Dominant expansion of a cryptic subclone with an abnormal karyotype in B lymphoblastoid cell lines during culture

Although B lymphoblastoid cell lines (B-LCLs) are thought to maintain their original genomic structures during long-term culture, there has been considerable disagreement on the actual genomic stability of these cells. This study was initiated to determine whether B-LCLs develop cell populations with abnormal genomes during culture and to search for factors important to the maintenance of the original genome. We established continuous cultures of B-LCLs for more than 6 months and analyzed the cells using array-based comparative genome hybridization (CGH) analysis, conventional karyotyping and analysis of V(D)J recombination in the immunoglobulin (Ig) gene. We found that one B-LCL acquired an extra chromosome 4 without any other genomic rearrangements at passage 16 of continuous culture.
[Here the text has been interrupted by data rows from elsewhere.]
//! The session data model.
//!
//! One `Session` is the whole unit of persistence: every mutation
//! rewrites the full snapshot in the store, and every broadcast carries
//! it. Keeping the model in the protocol crate (rather than the engine)
//! reflects that — clients see exactly what the store holds.

use std::time::{SystemTime, UNIX_EPOCH};

use serde::{Deserialize, Serialize};

use crate::{ConnectionId, PlayerId, SentenceId, SessionId};

/// Milliseconds since the Unix epoch. Wall-clock, not monotonic —
/// these timestamps travel to clients and into the store.
pub fn now_ms() -> u64 {
    SystemTime::now()
        .duration_since(UNIX_EPOCH)
        .map(|d| d.as_millis() as u64)
        .unwrap_or(0)
}

// ---------------------------------------------------------------------------
// SessionStatus
// ---------------------------------------------------------------------------

/// The lifecycle state of a session.
///
/// ```text
/// Waiting → Playing → Voting → Finished
///    │          ▲                  │
///  cancel       └─────(replay)─────┘
/// ```
///
/// `Waiting` may also end in cancellation/cleanup. `Finished` loops back
/// to `Playing` when the host starts a replay.
#[derive(Debug, Clone, Copy, PartialEq, Eq, Serialize, Deserialize)]
#[serde(rename_all = "snake_case")]
pub enum SessionStatus {
    Waiting,
    Playing,
    Voting,
    Finished,
}

impl SessionStatus {
    /// New players may only join while the session is waiting.
    pub fn is_joinable(self) -> bool {
        matches!(self, Self::Waiting)
    }

    /// Word submissions are only legal mid-round.
    pub fn accepts_words(self) -> bool {
        matches!(self, Self::Playing)
    }

    /// Votes are only legal during the voting stage.
    pub fn accepts_votes(self) -> bool {
        matches!(self, Self::Voting)
    }

    /// `start` is legal from Waiting (first round) or Finished (replay).
    pub fn can_start(self) -> bool {
        matches!(self, Self::Waiting | Self::Finished)
    }
}

impl std::fmt::Display for SessionStatus {
    fn fmt(&self, f: &mut std::fmt::Formatter<'_>) -> std::fmt::Result {
        let s = match self {
            Self::Waiting => "waiting",
            Self::Playing => "playing",
            Self::Voting => "voting",
            Self::Finished => "finished",
        };
        write!(f, "{s}")
    }
}

// ---------------------------------------------------------------------------
// Phase
// ---------------------------------------------------------------------------

/// One grammatical slot collected from every player before rotating.
///
/// `prompt` doubles as the constraint string handed to the word provider
/// when a bot fills this phase.
#[derive(Debug, Clone, PartialEq, Eq, Serialize, Deserialize)]
pub struct Phase {
    pub key: String,
    pub title: String,
    pub prompt: String,
    pub placeholder: String,
}

impl Phase {
    fn new(key: &str, title: &str, prompt: &str, placeholder: &str) -> Self {
        Self {
            key: key.into(),
            title: title.into(),
            prompt: prompt.into(),
            placeholder: placeholder.into(),
        }
    }
}

/// The standard four-phase sentence: subject, verb, object, place.
pub fn default_phases() -> Vec<Phase> {
    vec![
        Phase::new(
            "subject",
            "The subject",
            "a single noun that could start a sentence",
            "a person, creature, or thing",
        ),
        Phase::new(
            "verb",
            "The verb",
            "a single verb in the present tense",
            "what does it do?",
        ),
        Phase::new(
            "object",
            "The object",
            "a single noun that a verb could act on",
            "what does it do it to?",
        ),
        Phase::new(
            "place",
            "The place",
            "a single word naming a place",
            "where does it happen?",
        ),
    ]
}

// ---------------------------------------------------------------------------
// Player, Sentence, Vote
// ---------------------------------------------------------------------------

/// One seat in a session — human or bot.
///
/// Players are never deleted once play has started; a departing human is
/// marked disconnected so sentence rotation stays intact.
#[derive(Debug, Clone, PartialEq, Eq, Serialize, Deserialize)]
pub struct Player {
    pub id: PlayerId,
    /// Live transport connection, `None` for bots.
    pub connection: Option<ConnectionId>,
    pub name: String,
    pub is_host: bool,
    pub is_bot: bool,
    pub played_current_phase: bool,
    pub is_connected: bool,
    pub disconnected_at: Option<u64>,
    /// Personality tag handed to the word provider. Bots only.
    pub persona: Option<String>,
}

impl Player {
    pub fn human(id: PlayerId, connection: ConnectionId, name: &str) -> Self {
        Self {
            id,
            connection: Some(connection),
            name: name.into(),
            is_host: false,
            is_bot: false,
            played_current_phase: false,
            is_connected: true,
            disconnected_at: None,
            persona: None,
        }
    }

    pub fn bot(id: PlayerId, name: &str, persona: &str) -> Self {
        Self {
            id,
            connection: None,
            name: name.into(),
            is_host: false,
            is_bot: true,
            played_current_phase: false,
            is_connected: true,
            disconnected_at: None,
            persona: Some(persona.into()),
        }
    }
}

/// The accumulating per-seat output: one word per completed phase, plus
/// the player currently responsible for extending it.
#[derive(Debug, Clone, PartialEq, Eq, Serialize, Deserialize)]
pub struct Sentence {
    pub id: SentenceId,
    pub words: Vec<String>,
    pub current_player: PlayerId,
}

impl Sentence {
    /// Renders the sentence for results display.
    pub fn text(&self) -> String {
        self.words.join(" ")
    }
}

/// One player's vote for one sentence. At most one per player.
#[derive(Debug, Clone, Copy, PartialEq, Eq, Serialize, Deserialize)]
pub struct Vote {
    pub player: PlayerId,
    pub sentence: SentenceId,
}

// ---------------------------------------------------------------------------
// Session
// ---------------------------------------------------------------------------

/// The full state of one game, as persisted and as broadcast.
#[derive(Debug, Clone, PartialEq, Eq, Serialize, Deserialize)]
pub struct Session {
    pub id: SessionId,
    /// Human-enterable 6-character join code, unique while the session lives.
    pub code: String,
    pub host: PlayerId,
    pub status: SessionStatus,
    /// Ordered phase list, fixed at create.
    pub phases: Vec<Phase>,
    pub seconds_per_phase: u64,
    pub current_phase: usize,
    pub phase_started_at: u64,
    pub players: Vec<Player>,
    pub sentences: Vec<Sentence>,
    pub votes: Vec<Vote>,
    pub created_at: u64,
}

impl Session {
    pub fn player(&self, id: PlayerId) -> Option<&Player> {
        self.players.iter().find(|p| p.id == id)
    }

    pub fn player_mut(&mut self, id: PlayerId) -> Option<&mut Player> {
        self.players.iter_mut().find(|p| p.id == id)
    }

    pub fn player_by_connection(
        &self,
        connection: ConnectionId,
    ) -> Option<&Player> {
        self.players
            .iter()
            .find(|p| p.connection == Some(connection))
    }

    pub fn sentence(&self, id: SentenceId) -> Option<&Sentence> {
        self.sentences.iter().find(|s| s.id == id)
    }

    /// True when every player (human and bot) has contributed this phase.
    pub fn all_played(&self) -> bool {
        self.players.iter().all(|p| p.played_current_phase)
    }

    /// The vote-completion denominator: connected, non-bot players.
    pub fn connected_human_count(&self) -> usize {
        self.players
            .iter()
            .filter(|p| !p.is_bot && p.is_connected)
            .count()
    }

    pub fn is_last_phase(&self) -> bool {
        self.current_phase + 1 >= self.phases.len()
    }

    pub fn current_phase_spec(&self) -> Option<&Phase> {
        self.phases.get(self.current_phase)
    }
}
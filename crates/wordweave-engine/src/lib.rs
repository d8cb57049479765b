//! The Wordweave session engine.
//!
//! Everything that makes a game move lives here: the per-session lock,
//! the phase state machine, the countdown timers, and the simulated
//! players. The engine owns no sockets — it routes outbound messages
//! through [`ClientRegistry`] and persists through any
//! [`wordweave_store::SnapshotStore`].

mod ai;
mod clients;
mod config;
mod engine;
mod error;
mod lock;
mod timer;
mod words;

pub use ai::{
    sanitize_contribution, LexiconProvider, ProviderError, WordProvider,
    WordRequest,
};
pub use clients::ClientRegistry;
pub use config::EngineConfig;
pub use engine::Engine;
pub use error::EngineError;
// =========================================================================
// Starting
// =========================================================================

#[tokio::test]
async fn test_start_requires_host() {
    let engine = engine();
    let (_host, _rx, session) = create(&engine, "alice", 0, UNTIMED).await;
    let (bob, _rx2) = join(&engine, &session.code, "bob").await;

    assert_eq!(engine.start_session(bob).await, Err(EngineError::NotHost));
}

#[tokio::test]
async fn test_start_alone_plays_a_full_round() {
    let engine = engine_with_phases(2);
    let (host, mut rx, session) = create(&engine, "alice", 0, UNTIMED).await;

    engine.start_session(host).await.unwrap();
    let current = snapshot(&engine, &session).await;
    assert_eq!(current.status, SessionStatus::Playing);
    assert_eq!(current.sentences.len(), 1);

    // Rotation wraps back to the only seat, so a solo session still
    // completes every phase.
    engine.submit_word(host, "walrus").await.unwrap();
    engine.submit_word(host, "hums").await.unwrap();
    recv_until(&mut rx, |m| matches!(m, ServerMessage::VotingStarted)).await;

    let sentence = snapshot(&engine, &session).await.sentences[0].id;
    engine.vote(host, sentence).await.unwrap();
    assert_eq!(
        snapshot(&engine, &session).await.status,
        SessionStatus::Finished
    );
}

#[tokio::test]
async fn test_start_creates_one_sentence_per_seat() {
    let engine = engine();
    let (host, mut rx, session) = create(&engine, "alice", 1, UNTIMED).await;
    let (_bob, _rx2) = join(&engine, &session.code, "bob").await;
    engine.start_session(host).await.unwrap();

    let ServerMessage::PhaseStarted { phase, seconds, .. } =
        recv_until(&mut rx, |m| {
            matches!(m, ServerMessage::PhaseStarted { .. })
        })
        .await
    else {
        unreachable!();
    };
    assert_eq!(phase, 0);
    assert_eq!(seconds, UNTIMED);

    let current = snapshot(&engine, &session).await;
    assert_eq!(current.status, SessionStatus::Playing);
    assert_eq!(current.sentences.len(), 3);
    // Each sentence starts with its own seat's player.
    for player in &current.players {
        assert!(current
            .sentences
            .iter()
            .any(|s| s.current_player == player.id));
    }
}

#[tokio::test]
async fn test_double_start_rejected() {
    let engine = engine();
    let (host, _rx, session) = create(&engine, "alice", 0, UNTIMED).await;
    let (_bob, _rx2) = join(&engine, &session.code, "bob").await;
    engine.start_session(host).await.unwrap();

    assert!(matches!(
        engine.start_session(host).await,
        Err(EngineError::InvalidStatus { .. })
    ));
}

// =========================================================================
// Words and phase advancement
// =========================================================================

#[tokio::test]
async fn test_submit_word_validation() {
    let engine = engine();
    let (host, _rx, session) = create(&engine, "alice", 0, UNTIMED).await;
    let (_bob, _rx2) = join(&engine, &session.code, "bob").await;
    engine.start_session(host).await.unwrap();

    assert_eq!(
        engine.submit_word(host, "   ").await,
        Err(EngineError::EmptyInput)
    );
    let too_long = "a".repeat(40);
    assert_eq!(
        engine.submit_word(host, &too_long).await,
        Err(EngineError::WordTooLong(24))
    );
}

#[tokio::test]
async fn test_submit_before_start_rejected() {
    let engine = engine();
    let (host, _rx, _session) = create(&engine, "alice", 0, UNTIMED).await;
    assert!(matches!(
        engine.submit_word(host, "walrus").await,
        Err(EngineError::InvalidStatus { .. })
    ));
}

#[tokio::test]
async fn test_duplicate_human_submit_rejected() {
    let engine = engine();
    let (host, _rx, session) = create(&engine, "alice", 0, UNTIMED).await;
    let (_bob, _rx2) = join(&engine, &session.code, "bob").await;
    engine.start_session(host).await.unwrap();

    engine.submit_word(host, "walrus").await.unwrap();
    assert_eq!(
        engine.submit_word(host, "badger").await,
        Err(EngineError::AlreadyPlayed)
    );
}

#[tokio::test]
async fn test_all_played_advances_immediately() {
    let engine = engine();
    let (host, mut rx, session) = create(&engine, "alice", 0, UNTIMED).await;
    let (bob, _rx2) = join(&engine, &session.code, "bob").await;
    engine.start_session(host).await.unwrap();

    engine.submit_word(host, "walrus").await.unwrap();
    engine.submit_word(bob, "comet").await.unwrap();

    let ServerMessage::PhaseStarted { phase, .. } = recv_until(&mut rx, |m| {
        matches!(m, ServerMessage::PhaseStarted { phase: 1, .. })
    })
    .await
    else {
        unreachable!();
    };
    assert_eq!(phase, 1);

    let current = snapshot(&engine, &session).await;
    assert_eq!(current.current_phase, 1);
    assert!(current.sentences.iter().all(|s| s.words.len() == 1));
    // Flags reset for the new phase.
    assert!(current.players.iter().all(|p| !p.played_current_phase));
}

#[tokio::test]
async fn test_sentence_rotation_passes_to_next_seat() {
    let engine = engine();
    let (host, _rx, session) = create(&engine, "alice", 0, UNTIMED).await;
    let (bob, _rx2) = join(&engine, &session.code, "bob").await;
    engine.start_session(host).await.unwrap();

    let before = snapshot(&engine, &session).await;
    engine.submit_word(host, "walrus").await.unwrap();
    engine.submit_word(bob, "comet").await.unwrap();
    let after = snapshot(&engine, &session).await;

    // With two seats, each sentence's owner must have flipped.
    for (b, a) in before.sentences.iter().zip(after.sentences.iter()) {
        assert_eq!(b.id, a.id);
        assert_ne!(b.current_player, a.current_player);
    }
}

#[tokio::test]
async fn test_full_round_reaches_voting_with_complete_sentences() {
    let engine = engine();
    let (host, mut rx, session) = create(&engine, "alice", 0, UNTIMED).await;
    let (bob, _rx2) = join(&engine, &session.code, "bob").await;
    engine.start_session(host).await.unwrap();

    let phase_count = session.phases.len();
    for _ in 0..phase_count {
        engine.submit_word(host, "walrus").await.unwrap();
        engine.submit_word(bob, "comet").await.unwrap();
    }

    recv_until(&mut rx, |m| matches!(m, ServerMessage::VotingStarted)).await;

    let current = snapshot(&engine, &session).await;
    assert_eq!(current.status, SessionStatus::Voting);
    for sentence in &current.sentences {
        assert_eq!(sentence.words.len(), phase_count);
        // Reads as a sentence: leading capital, terminal punctuation.
        let first = sentence.words[0].chars().next().unwrap();
        assert!(first.is_uppercase());
        let last = sentence.words.last().unwrap();
        assert!(last.ends_with(['.', '!', '?']));
    }
}

#[tokio::test(flavor = "multi_thread", worker_threads = 4)]
async fn test_concurrent_submissions_all_recorded() {
    let engine = engine();
    let (host, _rx, session) = create(&engine, "alice", 0, UNTIMED).await;
    let names = ["bob", "carol", "dave"];
    let mut conns = vec![host];
    for name in names {
        let (conn, _rx) = join(&engine, &session.code, name).await;
        conns.push(conn);
    }
    engine.start_session(host).await.unwrap();

    let submitted = ["ant", "bee", "cat", "dog"];
    let mut handles = Vec::new();
    for (conn, word) in conns.into_iter().zip(submitted) {
        let engine = engine.clone();
        handles.push(tokio::spawn(async move {
            engine.submit_word(conn, word).await
        }));
    }
    for h in handles {
        h.await.unwrap().unwrap();
    }

    let current = snapshot(&engine, &session).await;
    // All four landed and committed exactly once.
    assert_eq!(current.current_phase, 1);
    let mut committed: Vec<String> = current
        .sentences
        .iter()
        .map(|s| s.words[0].to_lowercase())
        .collect();
    committed.sort();
    assert_eq!(committed, ["ant", "bee", "cat", "dog"]);
}

// =========================================================================
// Timers
// =========================================================================

#[tokio::test(flavor = "multi_thread", worker_threads = 2)]
async fn test_deadline_forces_advance_with_fallback_words() {
    let engine = engine_with_phases(2);
    let (host, mut rx, session) = create(&engine, "alice", 0, 1).await;
    let (_bob, _rx2) = join(&engine, &session.code, "bob").await;
    engine.start_session(host).await.unwrap();

    // Nobody submits anything; both 1-second deadlines must fire.
    recv_until(&mut rx, |m| matches!(m, ServerMessage::VotingStarted)).await;

    let current = snapshot(&engine, &session).await;
    assert_eq!(current.status, SessionStatus::Voting);
    assert!(current
        .sentences
        .iter()
        .all(|s| s.words.len() == 2 && !s.words[0].is_empty()));
}

#[tokio::test(flavor = "multi_thread", worker_threads = 2)]
async fn test_ticks_count_down_while_phase_runs() {
    let engine = engine();
    let (host, mut rx, session) = create(&engine, "alice", 0, 3).await;
    let (_bob, _rx2) = join(&engine, &session.code, "bob").await;
    engine.start_session(host).await.unwrap();

    let ServerMessage::Tick { seconds_left } = recv_until(&mut rx, |m| {
        matches!(m, ServerMessage::Tick { .. })
    })
    .await
    else {
        unreachable!();
    };
    assert!(seconds_left < 3);
}

#[tokio::test(flavor = "multi_thread", worker_threads = 2)]
async fn test_phase_opens_exactly_once_per_index() {
    let engine = engine_with_phases(2);
    let (host, mut rx, session) = create(&engine, "alice", 0, 2).await;
    let (bob, _rx2) = join(&engine, &session.code, "bob").await;
    engine.start_session(host).await.unwrap();

    // Finish phase 0 early, then let phase 1's deadline fire; the
    // cancelled phase-0 timer must not produce a second advance.
    engine.submit_word(host, "walrus").await.unwrap();
    engine.submit_word(bob, "comet").await.unwrap();
    tokio::time::sleep(Duration::from_millis(3500)).await;

    let mut phase_one_opens = 0;
    while let Ok(message) = rx.try_recv() {
        if matches!(message, ServerMessage::PhaseStarted { phase: 1, .. }) {
            phase_one_opens += 1;
        }
    }
    assert_eq!(phase_one_opens, 1);
    let current = snapshot(&engine, &session).await;
    assert_eq!(current.status, SessionStatus::Voting);
}

// =========================================================================
// Disconnects, leaving, kicking
// =========================================================================

#[tokio::test]
async fn test_disconnect_midphase_autofills_and_advances() {
    let engine = engine();
    let (host, mut rx, session) = create(&engine, "alice", 0, UNTIMED).await;
    let (bob, _rx2) = join(&engine, &session.code, "bob").await;
    engine.start_session(host).await.unwrap();

    engine.submit_word(host, "walrus").await.unwrap();
    engine.disconnect(bob).await;

    recv_until(&mut rx, |m| {
        matches!(m, ServerMessage::PhaseStarted { phase: 1, .. })
    })
    .await;
    let current = snapshot(&engine, &session).await;
    assert_eq!(current.current_phase, 1);
    assert!(current.sentences.iter().all(|s| s.words.len() == 1));
    let bob_seat = current.players.iter().find(|p| p.name == "bob").unwrap();
    assert!(!bob_seat.is_connected);
    assert!(bob_seat.disconnected_at.is_some());
}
At the Ig light- and heavy-chain loci, analysis of the major cell population showed a difference between cultures at early and later passages. Another aneuploid line was detected among B-LCLs established elsewhere and deposited previously into the RIKEN Cell Bank. Our findings indicate that some of the genomic rearrangements in B-LCLs are not caused by gradual accumulation of mutations and rearrangements during the B-LCL establishment processes, but rather as a result of a change in the cell population from clones with a normal genome to clones with de novo rearrangements. It is therefore feasible to maintain B-LCLs with a normal genomic structure by cell cloning or similar treatment.